Então, quando você pensa que pode negar a Ciência, negar as vacinas, fazer campanha contra o Sistema Único de Saúde (SUS), demonizar a distribuição de remédios pelo governo, ... você pode estar arriscando o seu amanhã. Já parou para pensar sobre isso?

Talvez, você nem saiba; mas, certas situações, como o adoecimento por Malária, ou Leishmaniose, ou Tuberculose, ou Hanseníase, ou HIV/Aids, ou acidentes ofídicos, escorpiônicos ou araneísmo, são de atendimento exclusivo dos serviços públicos, dada a sua notificação compulsória no sistema de vigilância em saúde.

De modo que nem tudo se resolve na base de um robusto poder aquisitivo ou do plano de saúde top de linha.

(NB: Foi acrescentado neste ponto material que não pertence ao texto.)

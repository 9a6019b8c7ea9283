//! Screen buffers: a [`Frame`] of styled character cells and the diff
//! between two frames.

/// Terminal colours used by the demo.
#[derive(Copy, Clone, Debug, Default, PartialEq, Eq, Hash)]
pub enum Color {
    #[default]
    Default,
    Black,
    White,
    Grey,
    DarkGrey,
    Green,
    DarkGreen,
    Red,
    Blue,
    DarkBlue,
    Yellow,
    Magenta,
}

/// A styled character cell.
#[derive(Copy, Clone, Debug, PartialEq, Eq, Hash)]
pub struct Cell {
    pub ch: char,
    pub fg: Color,
    pub bg: Color,
}

impl Default for Cell {
    fn default() -> Self {
        Self {
            ch: ' ',
            fg: Color::Default,
            bg: Color::Default,
        }
    }
}

impl Cell {
    #[inline]
    pub const fn with_char(mut self, ch: char) -> Self {
        self.ch = ch;
        self
    }

    #[inline]
    pub const fn with_fg(mut self, fg: Color) -> Self {
        self.fg = fg;
        self
    }

    #[inline]
    pub const fn with_bg(mut self, bg: Color) -> Self {
        self.bg = bg;
        self
    }
}

/// A full screen of cells, row-major.
#[derive(Clone, Debug, PartialEq)]
pub struct Frame {
    width: u16,
    height: u16,
    cells: Vec<Cell>,
}

impl Frame {
    pub fn new(width: u16, height: u16) -> Self {
        Self {
            width,
            height,
            cells: vec![Cell::default(); width as usize * height as usize],
        }
    }

    #[inline]
    pub fn width(&self) -> u16 {
        self.width
    }

    #[inline]
    pub fn height(&self) -> u16 {
        self.height
    }

    fn index(&self, x: u16, y: u16) -> Option<usize> {
        (x < self.width && y < self.height).then(|| y as usize * self.width as usize + x as usize)
    }

    /// The cell at (x, y), or the default cell outside the frame.
    pub fn at(&self, x: u16, y: u16) -> Cell {
        self.index(x, y).map(|i| self.cells[i]).unwrap_or_default()
    }

    /// Set the cell at (x, y). No-op outside the frame.
    pub fn set(&mut self, x: u16, y: u16, cell: Cell) {
        if let Some(i) = self.index(x, y) {
            self.cells[i] = cell;
        }
    }

    /// Write `text` starting at (x, y) with the given colours, clipped to
    /// the frame.
    pub fn put_str(&mut self, x: u16, y: u16, text: &str, fg: Color, bg: Color) {
        for (i, ch) in text.chars().enumerate() {
            let Ok(dx) = u16::try_from(i) else {
                break;
            };
            self.set(x.saturating_add(dx), y, Cell { ch, fg, bg });
        }
    }

    /// The text of row `y`, for tests and logging.
    pub fn row_text(&self, y: u16) -> String {
        (0..self.width).map(|x| self.at(x, y).ch).collect()
    }
}

/// A single cell that changed between frames.
#[derive(Clone, Copy, Debug, PartialEq)]
pub struct FrameCell {
    pub x: u16,
    pub y: u16,
    pub cell: Cell,
}

/// Cells of `curr` that differ from `prev`. A size change redraws
/// everything.
pub fn diff(prev: &Frame, curr: &Frame) -> Vec<FrameCell> {
    let resized = prev.width != curr.width || prev.height != curr.height;
    let mut changed = Vec::new();
    for y in 0..curr.height {
        for x in 0..curr.width {
            let cell = curr.at(x, y);
            if resized || prev.at(x, y) != cell {
                changed.push(FrameCell { x, y, cell });
            }
        }
    }
    changed
}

Por si só, isso já explica a razão pela qual devemos exigir mais responsabilidade, empatia e comprometimento a esse respeito.

Aproveitemos, então, que amanhã é Dia Mundial de Conscientização do Autismo 5, para refletir a respeito das considerações trazidas nesse texto. Primeiro, porque estima-se que, no Brasil, existam cerca de 2 milhões de pessoas com Transtorno do Espectro Autista (TEA).

O que significa que elas apresentam “uma série de condições caracterizadas por algum grau de comprometimento no comportamento social, na comunicação e na linguagem, e por uma gama estreita de interesses e atividades que são únicas para o indivíduo e realizadas de forma repetitiva”. Trata-se de um transtorno que “começa na infância e tende a persistir na adolescência e na idade adulta. Na maioria dos casos, as condições são aparentes durante os primeiros cinco anos de vida” 6.

Segundo, porque esse é só mais um exemplo, entre tantos outros, que pelos movimentos de indiferença e discriminação promovidos pela própria sociedade e pelas autoridades competentes, impede que essas pessoas tenham suas demandas especiais atendidas com rapidez e eficiência, para que possam desfrutar livremente do seu direito a inclusão e acessibilidade social.

Desse modo, quando deixamos de discutir sobre Doenças, Transtornos, Síndromes e Deficiências criamos um problema que não deveria ser problema. Estamos impactando a estabilidade e a organização social, na medida em que obrigamos, direta ou indiretamente, os familiares e/ou responsáveis a abdicar da sua própria rotina cotidiana para tentar resolver aquilo que o governo teima se omitir fazer.  Afinal, é público e notório todo o conjunto de fragilidades, insuficiências e ineficiências, impregnadas nas políticas públicas, que as transforma em verdadeiros placebos amargos para as Doenças, Transtornos, Síndromes e Deficiências, no Brasil.